I don’t know how long it was into the boot camp process. I went on as an intern first and Tyler and Louise encouraged me to get certified and started coaching with them and it’s been great.

Complete transformation inside out. We can talk to then about health changes because you said the doctor gave you the news that you’re pre diabetic. What’s on your list of actually health type things that have improved as well?

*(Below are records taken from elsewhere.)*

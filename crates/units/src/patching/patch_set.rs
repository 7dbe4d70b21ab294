use super::{LiteralMatcher, Rewrite};
use crate::migration::CapacityPlan;

/// Host method whose per-frame chunk size is derived from the unit count.
pub const SIMULATION_STEP_METHOD: &str = "CitizenManager::SimulationStepImpl";

/// Hook the host's unit deserialiser calls instead of loading the literal
/// count, so it reads as many records as the save actually holds.
pub const DESERIALIZE_LEN_HOOK: &str = "MigrationContext::deserialize_len";

const DESERIALIZE_METHOD: &str = "CitizenManager::Data::Deserialize";

/// Host methods that load the original unit count as a literal.
const GAME_TARGETS: &[&str] = &[
    "CitizenManager::Awake",
    "CitizenManager::ReleaseUnits",
    "BuildingAI::EnsureCitizenUnits",
    "CampusBuildingAI::HandleDead2",
    "CemeteryAI::GetDebugString",
    "CemeteryAI::GetDeadCount",
    "CemeteryAI::ProduceGoods",
    "CemeteryAI::GetLocalizedStats",
    "ChildcareAI::GetDebugString",
    "ChildcareAI::ReleaseBuilding",
    "CommonBuildingAI::GetDebugString",
    "CommonBuildingAI::EmptyBuilding",
    "CommonBuildingAI::GetHomeBehaviour",
    "CommonBuildingAI::GetWorkBehaviour",
    "CommonBuildingAI::GetStudentBehaviour",
    "CommonBuildingAI::GetVisitBehaviour",
    "EldercareAI::ReleaseBuilding",
    "HospitalAI::GetDebugString",
    "HospitalAI::ReleaseBuilding",
    "HospitalAI::ProduceGoods",
    "HospitalAI::GetLocalizedStats",
    "IndustryBuildingAI::HandleDead2",
    "MuseumAI::HandleDead2",
    "ParkBuildingAI::CountVisitors",
    "ParkBuildingAI::HandleDead2",
    "PoliceStationAI::ProduceGoods",
    "PoliceStationAI::GetLocalizedStats",
    "ResidentialBuildingAI::GetAverageResidentRequirement",
    "ShelterAI::HandleWorkAndVisitPlaces",
    "ShelterAI::GetLocalizedStats",
    "TourBuildingAI::CountUsers",
    "Building::GetEmptyCitizenUnit",
    "Building::GetNotFullCitizenUnit",
    "Building::FindCitizenUnit",
    "BuildingManager::Data::AfterDeserialize",
    "ResidentAI::FinishSchoolOrWork",
    "ResidentAI::TryJoinVehicle",
    "TouristAI::TryJoinVehicle",
    "Citizen::GetContainingUnit",
    "Citizen::AddToUnits",
    "Citizen::RemoveFromUnits",
    "DisasterHelpers::RemovePeople",
    "DisasterHelpers::SavePeople",
    "EventAI::CountVisitors",
    "CityServiceWorldInfoPanel::UpdateWorkers",
    "IndustryWorldInfoPanel::UpdateWorkersAndTotalUpkeep",
    "WarehouseWorldInfoPanel::UpdateWorkers",
    "ZonedBuildingWorldInfoPanel::UpdateWorkers",
    "ZonedBuildingWorldInfoPanel::UpdateResidential",
    "MessageManager::GetRandomCitizenID",
    "AmbulanceAI::GetBufferStatus",
    "AmbulanceAI::ArriveAtTarget",
    "AmbulanceAI::CanLeave",
    "AmbulanceAI::ArriveAtSource",
    "AmbulanceCopterAI::GetPatientCitizen",
    "AmbulanceCopterAI::CanLeave",
    "BicycleAI::GetDriverInstance",
    "BusAI::TransportArriveAtTarget",
    "DisasterResponseCopterAI::CanLeave",
    "DisasterResponseVehicleAI::CanLeave",
    "FireTruckAI::CanLeave",
    "HearseAI::GetBufferStatus",
    "HearseAI::ReleaseVehicle",
    "HearseAI::CanLeave",
    "HearseAI::LoadDeadCitizens",
    "HearseAI::ArriveAtSource",
    "ParkMaintenanceVehicleAI::CanLeave",
    "PassengerCarAI::UnloadPassengers",
    "PassengerCarAI::GetDriverInstance",
    "PassengerCarAI::ParkVehicle",
    "PoliceCarAI::CountCriminals",
    "PoliceCarAI::ArrestCriminals",
    "PoliceCarAI::CanLeave",
    "PoliceCarAI::UnloadCriminals",
    "PoliceCopterAI::CountCriminals",
    "TaxiAI::GetPassengerInstance",
    "TaxiAI::UnloadPassengers",
    "TaxiAI::ParkVehicle",
    "TrolleybusAI::TransportArriveAtTarget",
    "VehicleAI::EnsureCitizenUnits",
    "VehicleAI::CanLeave",
    "Vehicle::GetNotFullCitizenUnit",
    "VehicleManager::Data::AfterDeserialize",
];

/// Methods in other plugins that copied the literal. Missing ones are
/// expected when the plugin is not installed.
const PLUGIN_TARGETS: &[&str] = &["TrafficManager::ParkVehiclePatch::Prefix"];

#[derive(Debug, Clone, PartialEq, Eq)]
pub struct PatchEntry {
    pub target: &'static str,
    pub matcher: LiteralMatcher,
    pub rewrite: Rewrite,
    /// A missing method is not worth a warning.
    pub optional: bool,
}

/// Every rewrite needed to run the host at the expanded capacity.
#[derive(Debug, Clone)]
pub struct CapacityPatchSet {
    entries: Vec<PatchEntry>,
    chunk: PatchEntry,
}

impl CapacityPatchSet {
    pub fn new(plan: &CapacityPlan) -> Self {
        let literal = LiteralMatcher(plan.original as i32);
        let expanded = Rewrite::Operand(plan.expanded as i32);

        let mut entries: Vec<PatchEntry> = GAME_TARGETS
            .iter()
            .map(|&target| PatchEntry {
                target,
                matcher: literal,
                rewrite: expanded.clone(),
                optional: false,
            })
            .collect();
        entries.push(PatchEntry {
            target: DESERIALIZE_METHOD,
            matcher: literal,
            rewrite: Rewrite::Call(DESERIALIZE_LEN_HOOK),
            optional: false,
        });
        entries.extend(PLUGIN_TARGETS.iter().map(|&target| PatchEntry {
            target,
            matcher: literal,
            rewrite: expanded.clone(),
            optional: true,
        }));

        let chunk = PatchEntry {
            target: SIMULATION_STEP_METHOD,
            matcher: LiteralMatcher(plan.original_chunk() as i32),
            rewrite: Rewrite::Operand(plan.expanded_chunk() as i32),
            optional: false,
        };

        Self { entries, chunk }
    }

    /// Literal rewrites applied whenever the expanded array is in use.
    pub fn entries(&self) -> &[PatchEntry] {
        &self.entries
    }

    /// The per-frame chunk rewrite, applied once storage is confirmed.
    pub fn chunk_entry(&self) -> &PatchEntry {
        &self.chunk
    }
}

I had high blood pressure until I had weight loss surgery. Two weeks after weight loss surgery, I was taken off all high blood pressure meds. That happens a lot with any weight loss. Those of you watching this, don’t change your medication without talking to your doctors. I was taken off all high blood pressure medicine right then. When I started the keto diet, I was pre diabetic. Exactly six months and one day after starting the diet, because I had heard the stories of waiting six months. Exactly six months and one day after starting the diet, I had an A1C test that put me dead center of normal and had no other issues. I was anemic. That was a result of weight loss surgery. They told me I would have to take iron for the rest of my life. A year I think it was into doing the diet, my iron came back high actually and my doctor took me off all of iron medication. Now I’m back on it, but it’s gonna be an ongoing thing I think. That’s why I get eight vials of blood every six months. It’s just something that I monitor a lot because of the weight loss surgery, the malabsorption. Other than that, clean bill of health.

Nice. Excellent. Congratulations. Good work.

Thank you. Thank you.

What’s on your future plans? What do you see for yourself? It sounds like the doors have opened to a lot of possibilities in your life that you never even dreamed of before. What do you see for yourself in the future?

In terms of lifting, I just want to keep pushing myself. I have no desire to compete or anything like that. My ongoing mantra is stronger every day. When I say stronger every day, that’s not necessarily building muscle. That’s building myself within and trying to just push myself outside of my comfort zone in baby steps constantly because those baby steps are what add up to great change. I think that’s a huge thing. People want to change, but they want to change over night. I don’t know that, that’s sustainable. Build able daily habits are what make sustainable change and what makes great change. I’m just gonna push myself further in terms of lifting. I’m not sure. My dad always said that education is one of the few things in life that can’t be taken from you. I keep looking for different things and may pursue additional education there.

You reminded of a myth we need to talk about to dispel. A couple things. Weight lifting for women. Aren’t we gonna turn into Arnold Schwarzenegger? What do you say when people ask about, I don’t want to get all bulky?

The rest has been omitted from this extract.